*What needs to be done*
A verbatim reproduction of all the entries is needed.

[Start of Attachment]

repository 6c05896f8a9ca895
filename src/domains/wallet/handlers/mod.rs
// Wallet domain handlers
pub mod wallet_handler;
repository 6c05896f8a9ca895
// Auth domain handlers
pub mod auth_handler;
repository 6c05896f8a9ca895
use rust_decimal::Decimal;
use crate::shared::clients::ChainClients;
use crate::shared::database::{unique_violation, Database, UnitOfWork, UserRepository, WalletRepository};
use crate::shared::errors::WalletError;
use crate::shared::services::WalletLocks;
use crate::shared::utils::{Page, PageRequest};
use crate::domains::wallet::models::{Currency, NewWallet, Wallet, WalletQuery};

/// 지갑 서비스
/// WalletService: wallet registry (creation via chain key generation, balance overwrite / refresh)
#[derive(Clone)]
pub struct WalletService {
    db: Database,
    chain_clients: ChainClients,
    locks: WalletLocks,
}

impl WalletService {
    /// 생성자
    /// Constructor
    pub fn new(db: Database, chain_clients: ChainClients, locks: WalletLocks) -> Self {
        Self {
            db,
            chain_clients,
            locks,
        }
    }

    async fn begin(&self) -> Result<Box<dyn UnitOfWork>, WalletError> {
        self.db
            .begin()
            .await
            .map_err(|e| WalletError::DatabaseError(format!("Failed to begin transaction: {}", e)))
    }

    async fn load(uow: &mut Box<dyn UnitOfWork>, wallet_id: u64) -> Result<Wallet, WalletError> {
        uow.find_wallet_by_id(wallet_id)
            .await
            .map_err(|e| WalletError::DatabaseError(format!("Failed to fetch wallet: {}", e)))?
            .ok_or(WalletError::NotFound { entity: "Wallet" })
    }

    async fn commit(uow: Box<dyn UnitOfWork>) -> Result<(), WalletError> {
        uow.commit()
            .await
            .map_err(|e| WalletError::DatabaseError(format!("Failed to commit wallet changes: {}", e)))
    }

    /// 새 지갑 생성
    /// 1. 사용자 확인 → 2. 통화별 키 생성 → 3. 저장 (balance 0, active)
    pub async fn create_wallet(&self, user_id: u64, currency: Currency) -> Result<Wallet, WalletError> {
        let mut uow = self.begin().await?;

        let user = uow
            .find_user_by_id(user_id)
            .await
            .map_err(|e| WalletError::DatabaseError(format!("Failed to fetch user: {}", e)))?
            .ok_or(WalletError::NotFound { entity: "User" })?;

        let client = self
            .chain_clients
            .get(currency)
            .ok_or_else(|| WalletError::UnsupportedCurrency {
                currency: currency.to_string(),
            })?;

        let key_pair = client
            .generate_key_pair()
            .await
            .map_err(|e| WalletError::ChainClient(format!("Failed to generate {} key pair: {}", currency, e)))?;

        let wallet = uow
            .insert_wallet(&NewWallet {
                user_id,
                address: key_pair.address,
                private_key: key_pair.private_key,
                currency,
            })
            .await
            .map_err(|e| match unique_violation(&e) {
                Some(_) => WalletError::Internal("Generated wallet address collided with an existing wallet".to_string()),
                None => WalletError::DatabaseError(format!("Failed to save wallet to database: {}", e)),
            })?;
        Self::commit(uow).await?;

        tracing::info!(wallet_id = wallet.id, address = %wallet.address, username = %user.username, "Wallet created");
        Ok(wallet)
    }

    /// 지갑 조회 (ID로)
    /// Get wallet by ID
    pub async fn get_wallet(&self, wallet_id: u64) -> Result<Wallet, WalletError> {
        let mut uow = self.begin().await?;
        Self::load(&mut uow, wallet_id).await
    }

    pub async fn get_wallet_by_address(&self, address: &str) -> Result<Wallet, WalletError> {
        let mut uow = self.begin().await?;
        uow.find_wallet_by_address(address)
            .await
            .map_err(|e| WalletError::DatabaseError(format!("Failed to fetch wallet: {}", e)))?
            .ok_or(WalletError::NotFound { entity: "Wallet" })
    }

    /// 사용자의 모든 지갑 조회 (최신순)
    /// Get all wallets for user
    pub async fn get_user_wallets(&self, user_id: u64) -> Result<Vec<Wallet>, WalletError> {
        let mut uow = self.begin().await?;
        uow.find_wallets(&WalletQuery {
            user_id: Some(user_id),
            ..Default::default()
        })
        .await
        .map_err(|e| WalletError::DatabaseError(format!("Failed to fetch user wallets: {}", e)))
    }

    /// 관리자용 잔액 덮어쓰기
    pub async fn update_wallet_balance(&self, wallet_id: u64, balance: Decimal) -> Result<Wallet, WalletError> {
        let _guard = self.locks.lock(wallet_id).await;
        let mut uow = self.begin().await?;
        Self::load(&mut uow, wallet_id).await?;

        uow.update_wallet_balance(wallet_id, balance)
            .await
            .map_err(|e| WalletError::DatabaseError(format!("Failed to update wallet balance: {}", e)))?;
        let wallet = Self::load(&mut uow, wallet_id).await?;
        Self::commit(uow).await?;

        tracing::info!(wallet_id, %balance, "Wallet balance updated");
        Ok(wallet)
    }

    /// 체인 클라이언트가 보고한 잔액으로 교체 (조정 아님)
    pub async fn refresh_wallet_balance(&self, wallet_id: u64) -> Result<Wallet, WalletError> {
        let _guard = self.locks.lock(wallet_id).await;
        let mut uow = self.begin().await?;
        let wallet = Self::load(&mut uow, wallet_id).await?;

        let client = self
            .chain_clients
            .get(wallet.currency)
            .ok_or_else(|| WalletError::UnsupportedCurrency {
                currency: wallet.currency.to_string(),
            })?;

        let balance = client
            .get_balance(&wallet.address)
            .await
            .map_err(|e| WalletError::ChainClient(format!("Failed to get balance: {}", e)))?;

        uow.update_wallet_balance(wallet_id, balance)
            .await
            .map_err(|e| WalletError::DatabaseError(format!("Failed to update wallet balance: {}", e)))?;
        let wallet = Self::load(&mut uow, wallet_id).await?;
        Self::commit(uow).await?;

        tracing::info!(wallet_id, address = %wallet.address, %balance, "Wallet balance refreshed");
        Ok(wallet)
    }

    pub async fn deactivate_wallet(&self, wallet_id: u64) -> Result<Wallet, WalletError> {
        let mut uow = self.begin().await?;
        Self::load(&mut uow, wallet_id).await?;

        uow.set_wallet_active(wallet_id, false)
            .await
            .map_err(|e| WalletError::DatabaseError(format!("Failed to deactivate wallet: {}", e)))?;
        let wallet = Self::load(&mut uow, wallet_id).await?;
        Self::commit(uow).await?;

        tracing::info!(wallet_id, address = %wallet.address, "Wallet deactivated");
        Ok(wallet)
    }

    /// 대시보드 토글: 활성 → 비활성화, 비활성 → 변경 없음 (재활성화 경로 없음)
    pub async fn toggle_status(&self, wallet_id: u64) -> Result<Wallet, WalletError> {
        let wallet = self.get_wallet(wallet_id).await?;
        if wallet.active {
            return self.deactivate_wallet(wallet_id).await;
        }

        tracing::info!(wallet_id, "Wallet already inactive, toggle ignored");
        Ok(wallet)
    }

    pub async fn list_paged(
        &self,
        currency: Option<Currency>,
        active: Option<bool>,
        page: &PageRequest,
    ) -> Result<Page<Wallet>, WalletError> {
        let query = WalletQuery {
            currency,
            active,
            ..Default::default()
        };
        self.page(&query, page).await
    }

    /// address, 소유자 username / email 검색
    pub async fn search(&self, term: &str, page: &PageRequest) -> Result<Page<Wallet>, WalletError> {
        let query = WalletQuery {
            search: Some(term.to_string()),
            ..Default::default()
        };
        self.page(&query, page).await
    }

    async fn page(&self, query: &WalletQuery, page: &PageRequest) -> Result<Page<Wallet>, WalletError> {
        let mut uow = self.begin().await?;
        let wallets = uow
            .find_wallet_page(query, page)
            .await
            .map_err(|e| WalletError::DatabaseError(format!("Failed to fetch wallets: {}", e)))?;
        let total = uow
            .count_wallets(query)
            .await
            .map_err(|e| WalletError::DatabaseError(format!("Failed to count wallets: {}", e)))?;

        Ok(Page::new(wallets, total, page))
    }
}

[End of Attachment]

*Solution*
repository 6c05896f8a9ca895
filename src/domains/wallet/handlers/mod.rs
// Wallet domain handlers
pub mod wallet_handler;
repository 6c05896f8a9ca895
// Auth domain handlers
pub mod auth_handler;
repository 6c05896f8a9ca895
use rust_decimal::Decimal;
use crate::shared::clients::ChainClients;
use crate::shared::database::{unique_violation, Database, UnitOfWork, UserRepository, WalletRepository};
use crate::shared::errors::WalletError;
use crate::shared::services::WalletLocks;
use crate::shared::utils::{Page, PageRequest};
use crate::domains::wallet::models::{Currency, NewWallet, Wallet, WalletQuery};

/// 지갑 서비스
/// WalletService: wallet registry (creation via chain key generation, balance overwrite / refresh)
#[derive(Clone)]
pub struct WalletService {
    db: Database,
    chain_clients: ChainClients,
    locks: WalletLocks,
}

impl WalletService {
    /// 생성자
    /// Constructor
    pub fn new(db: Database, chain_clients: ChainClients, locks: WalletLocks) -> Self {
        Self {
            db,
            chain_clients,
            locks,
        }
    }

    async fn begin(&self) -> Result<Box<dyn UnitOfWork>, WalletError> {
        self.db
            .begin()
            .await
            .map_err(|e| WalletError::DatabaseError(format!("Failed to begin transaction: {}", e)))
    }

    async fn load(uow: &mut Box<dyn UnitOfWork>, wallet_id: u64) -> Result<Wallet, WalletError> {
        uow.find_wallet_by_id(wallet_id)
            .await
            .map_err(|e| WalletError::DatabaseError(format!("Failed to fetch wallet: {}", e)))?
            .ok_or(WalletError::NotFound { entity: "Wallet" })
    }

    async fn commit(uow: Box<dyn UnitOfWork>) -> Result<(), WalletError> {
        uow.commit()
            .await
            .map_err(|e| WalletError::DatabaseError(format!("Failed to commit wallet changes: {}", e)))
    }

    /// 새 지갑 생성
    /// 1. 사용자 확인 → 2. 통화별 키 생성 → 3. 저장 (balance 0, active)
    pub async fn create_wallet(&self, user_id: u64, currency: Currency) -> Result<Wallet, WalletError> {
        let mut uow = self.begin().await?;

        let user = uow
            .find_user_by_id(user_id)
            .await
            .map_err(|e| WalletError::DatabaseError(format!("Failed to fetch user: {}", e)))?
            .ok_or(WalletError::NotFound { entity: "User" })?;

        let client = self
            .chain_clients
            .get(currency)
            .ok_or_else(|| WalletError::UnsupportedCurrency {
                currency: currency.to_string(),
            })?;

        let key_pair = client
            .generate_key_pair()
            .await
            .map_err(|e| WalletError::ChainClient(format!("Failed to generate {} key pair: {}", currency, e)))?;

        let wallet = uow
            .insert_wallet(&NewWallet {
                user_id,
                address: key_pair.address,
                private_key: key_pair.private_key,
                currency,
            })
            .await
            .map_err(|e| match unique_violation(&e) {
                Some(_) => WalletError::Internal("Generated wallet address collided with an existing wallet".to_string()),
                None => WalletError::DatabaseError(format!("Failed to save wallet to database: {}", e)),
            })?;
        Self::commit(uow).await?;

        tracing::info!(wallet_id = wallet.id, address = %wallet.address, username = %user.username, "Wallet created");
        Ok(wallet)
    }

    /// 지갑 조회 (ID로)
    /// Get wallet by ID
    pub async fn get_wallet(&self, wallet_id: u64) -> Result<Wallet, WalletError> {
        let mut uow = self.begin().await?;
        Self::load(&mut uow, wallet_id).await
    }

    pub async fn get_wallet_by_address(&self, address: &str) -> Result<Wallet, WalletError> {
        let mut uow = self.begin().await?;
        uow.find_wallet_by_address(address)
            .await
            .map_err(|e| WalletError::DatabaseError(format!("Failed to fetch wallet: {}", e)))?
            .ok_or(WalletError::NotFound { entity: "Wallet" })
    }

    /// 사용자의 모든 지갑 조회 (최신순)
    /// Get all wallets for user
    pub async fn get_user_wallets(&self, user_id: u64) -> Result<Vec<Wallet>, WalletError> {
        let mut uow = self.begin().await?;
        uow.find_wallets(&WalletQuery {
            user_id: Some(user_id),
            ..Default::default()
        })
        .await
        .map_err(|e| WalletError::DatabaseError(format!("Failed to fetch user wallets: {}", e)))
    }

    /// 관리자용 잔액 덮어쓰기
    pub async fn update_wallet_balance(&self, wallet_id: u64, balance: Decimal) -> Result<Wallet, WalletError> {
        let _guard = self.locks.lock(wallet_id).await;
        let mut uow = self.begin().await?;
        Self::load(&mut uow, wallet_id).await?;

        uow.update_wallet_balance(wallet_id, balance)
            .await
            .map_err(|e| WalletError::DatabaseError(format!("Failed to update wallet balance: {}", e)))?;
        let wallet = Self::load(&mut uow, wallet_id).await?;
        Self::commit(uow).await?;

        tracing::info!(wallet_id, %balance, "Wallet balance updated");
        Ok(wallet)
    }

    /// 체인 클라이언트가 보고한 잔액으로 교체 (조정 아님)
    pub async fn refresh_wallet_balance(&self, wallet_id: u64) -> Result<Wallet, WalletError> {
        let _guard = self.locks.lock(wallet_id).await;
        let mut uow = self.begin().await?;
        let wallet = Self::load(&mut uow, wallet_id).await?;

        let client = self
            .chain_clients
            .get(wallet.currency)
            .ok_or_else(|| WalletError::UnsupportedCurrency {
                currency: wallet.currency.to_string(),
            })?;

        let balance = client
            .get_balance(&wallet.address)
            .await
            .map_err(|e| WalletError::ChainClient(format!("Failed to get balance: {}", e)))?;

        uow.update_wallet_balance(wallet_id, balance)
            .await
            .map_err(|e| WalletError::DatabaseError(format!("Failed to update wallet balance: {}", e)))?;
        let wallet = Self::load(&mut uow, wallet_id).await?;
        Self::commit(uow).await?;

        tracing::info!(wallet_id, address = %wallet.address, %balance, "Wallet balance refreshed");
        Ok(wallet)
    }

    pub async fn deactivate_wallet(&self, wallet_id: u64) -> Result<Wallet, WalletError> {
        let mut uow = self.begin().await?;
        Self::load(&mut uow, wallet_id).await?;

        uow.set_wallet_active(wallet_id, false)
            .await
            .map_err(|e| WalletError::DatabaseError(format!("Failed to deactivate wallet: {}", e)))?;
        let wallet = Self::load(&mut uow, wallet_id).await?;
        Self::commit(uow).await?;

        tracing::info!(wallet_id, address = %wallet.address, "Wallet deactivated");
        Ok(wallet)
    }

    /// 대시보드 토글: 활성 → 비활성화, 비활성 → 변경 없음 (재활성화 경로 없음)
    pub async fn toggle_status(&self, wallet_id: u64) -> Result<Wallet, WalletError> {
        let wallet = self.get_wallet(wallet_id).await?;
        if wallet.active {
            return self.deactivate_wallet(wallet_id).await;
        }

        tracing::info!(wallet_id, "Wallet already inactive, toggle ignored");
        Ok(wallet)
    }

    pub async fn list_paged(
        &self,
        currency: Option<Currency>,
        active: Option<bool>,
        page: &PageRequest,
    ) -> Result<Page<Wallet>, WalletError> {
        let query = WalletQuery {
            currency,
            active,
            ..Default::default()
        };
        self.page(&query, page).await
    }

    /// address, 소유자 username / email 검색
    pub async fn search(&self, term: &str, page: &PageRequest) -> Result<Page<Wallet>, WalletError> {
        let query = WalletQuery {
            search: Some(term.to_string()),
            ..Default::default()
        };
        self.page(&query, page).await
    }

    async fn page(&self, query: &WalletQuery, page: &PageRequest) -> Result<Page<Wallet>, WalletError> {
        let mut uow = self.begin().await?;
        let wallets = uow
            .find_wallet_page(query, page)
            .await
            .map_err(|e| WalletError::DatabaseError(format!("Failed to fetch wallets: {}", e)))?;
        let total = uow
            .count_wallets(query)
            .await
            .map_err(|e| WalletError::DatabaseError(format!("Failed to count wallets: {}", e)))?;

        Ok(Page::new(wallets, total, page))
    }
}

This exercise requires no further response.